━━━ GIVEN INFORMATION

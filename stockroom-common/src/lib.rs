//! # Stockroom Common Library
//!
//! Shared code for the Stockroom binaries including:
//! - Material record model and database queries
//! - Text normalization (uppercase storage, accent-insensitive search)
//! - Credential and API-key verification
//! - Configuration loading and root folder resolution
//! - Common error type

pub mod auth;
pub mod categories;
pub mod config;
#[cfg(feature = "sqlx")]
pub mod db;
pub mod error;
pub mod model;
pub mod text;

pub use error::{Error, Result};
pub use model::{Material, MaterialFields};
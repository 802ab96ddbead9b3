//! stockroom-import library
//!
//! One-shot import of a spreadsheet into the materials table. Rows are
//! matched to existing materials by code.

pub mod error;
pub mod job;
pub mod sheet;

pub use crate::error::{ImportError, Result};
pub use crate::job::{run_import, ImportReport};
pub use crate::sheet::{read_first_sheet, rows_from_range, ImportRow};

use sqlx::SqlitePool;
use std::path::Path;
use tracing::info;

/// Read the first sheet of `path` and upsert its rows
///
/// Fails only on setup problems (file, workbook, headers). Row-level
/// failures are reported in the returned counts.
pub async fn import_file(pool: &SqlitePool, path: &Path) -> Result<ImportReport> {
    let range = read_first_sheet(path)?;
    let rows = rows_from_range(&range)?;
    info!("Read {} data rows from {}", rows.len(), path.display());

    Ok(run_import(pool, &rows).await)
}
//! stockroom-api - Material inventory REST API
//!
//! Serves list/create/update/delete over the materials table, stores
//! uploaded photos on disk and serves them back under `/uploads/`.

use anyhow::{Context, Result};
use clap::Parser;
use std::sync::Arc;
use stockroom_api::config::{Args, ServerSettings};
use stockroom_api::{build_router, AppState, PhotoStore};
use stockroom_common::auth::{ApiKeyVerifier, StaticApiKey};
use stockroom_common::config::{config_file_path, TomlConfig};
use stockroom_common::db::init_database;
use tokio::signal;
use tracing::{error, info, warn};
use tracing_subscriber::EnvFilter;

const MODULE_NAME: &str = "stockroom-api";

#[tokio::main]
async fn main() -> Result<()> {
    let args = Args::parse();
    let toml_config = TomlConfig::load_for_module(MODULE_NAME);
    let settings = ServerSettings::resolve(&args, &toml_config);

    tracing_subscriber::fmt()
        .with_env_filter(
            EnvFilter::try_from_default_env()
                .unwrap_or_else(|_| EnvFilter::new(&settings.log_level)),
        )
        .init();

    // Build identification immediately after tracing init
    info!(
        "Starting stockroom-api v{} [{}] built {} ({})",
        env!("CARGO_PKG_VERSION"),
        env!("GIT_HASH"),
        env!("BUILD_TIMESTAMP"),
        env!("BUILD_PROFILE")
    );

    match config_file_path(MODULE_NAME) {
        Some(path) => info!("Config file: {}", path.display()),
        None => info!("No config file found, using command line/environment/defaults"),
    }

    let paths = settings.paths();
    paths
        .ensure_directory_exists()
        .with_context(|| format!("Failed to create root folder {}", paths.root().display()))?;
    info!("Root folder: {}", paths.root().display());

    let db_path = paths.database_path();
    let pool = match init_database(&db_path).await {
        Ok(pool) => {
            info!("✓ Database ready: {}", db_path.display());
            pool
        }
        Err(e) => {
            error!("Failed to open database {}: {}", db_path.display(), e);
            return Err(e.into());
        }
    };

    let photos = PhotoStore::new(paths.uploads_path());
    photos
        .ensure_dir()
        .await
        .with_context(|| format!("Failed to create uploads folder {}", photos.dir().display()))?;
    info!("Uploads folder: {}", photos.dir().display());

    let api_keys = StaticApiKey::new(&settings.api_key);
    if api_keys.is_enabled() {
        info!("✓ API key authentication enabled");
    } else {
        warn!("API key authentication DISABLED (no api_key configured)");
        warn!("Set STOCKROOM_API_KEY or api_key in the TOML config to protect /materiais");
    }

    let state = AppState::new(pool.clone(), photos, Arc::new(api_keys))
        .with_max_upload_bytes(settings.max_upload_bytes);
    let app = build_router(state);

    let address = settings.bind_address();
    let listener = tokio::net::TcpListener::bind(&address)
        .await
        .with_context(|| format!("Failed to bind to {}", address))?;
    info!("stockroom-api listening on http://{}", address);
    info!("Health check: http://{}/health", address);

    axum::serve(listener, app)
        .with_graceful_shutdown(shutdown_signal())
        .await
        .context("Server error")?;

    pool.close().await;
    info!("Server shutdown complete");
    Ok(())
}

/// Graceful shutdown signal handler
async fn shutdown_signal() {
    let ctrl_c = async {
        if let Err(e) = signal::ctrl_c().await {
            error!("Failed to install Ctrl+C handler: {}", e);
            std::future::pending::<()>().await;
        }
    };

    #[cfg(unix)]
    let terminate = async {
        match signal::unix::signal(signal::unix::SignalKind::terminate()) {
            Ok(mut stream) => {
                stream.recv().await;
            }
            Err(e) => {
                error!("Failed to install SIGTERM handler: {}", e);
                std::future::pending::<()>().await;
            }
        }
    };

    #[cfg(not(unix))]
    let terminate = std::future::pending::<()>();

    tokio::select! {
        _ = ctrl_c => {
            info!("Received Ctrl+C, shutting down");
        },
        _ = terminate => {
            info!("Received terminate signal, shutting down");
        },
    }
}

━━━━━━

(WHAT YOU NEED TO DO): Please count the lines in the records that hold the string "TomlConfig", and give the number alone.

(SOLUTION): 2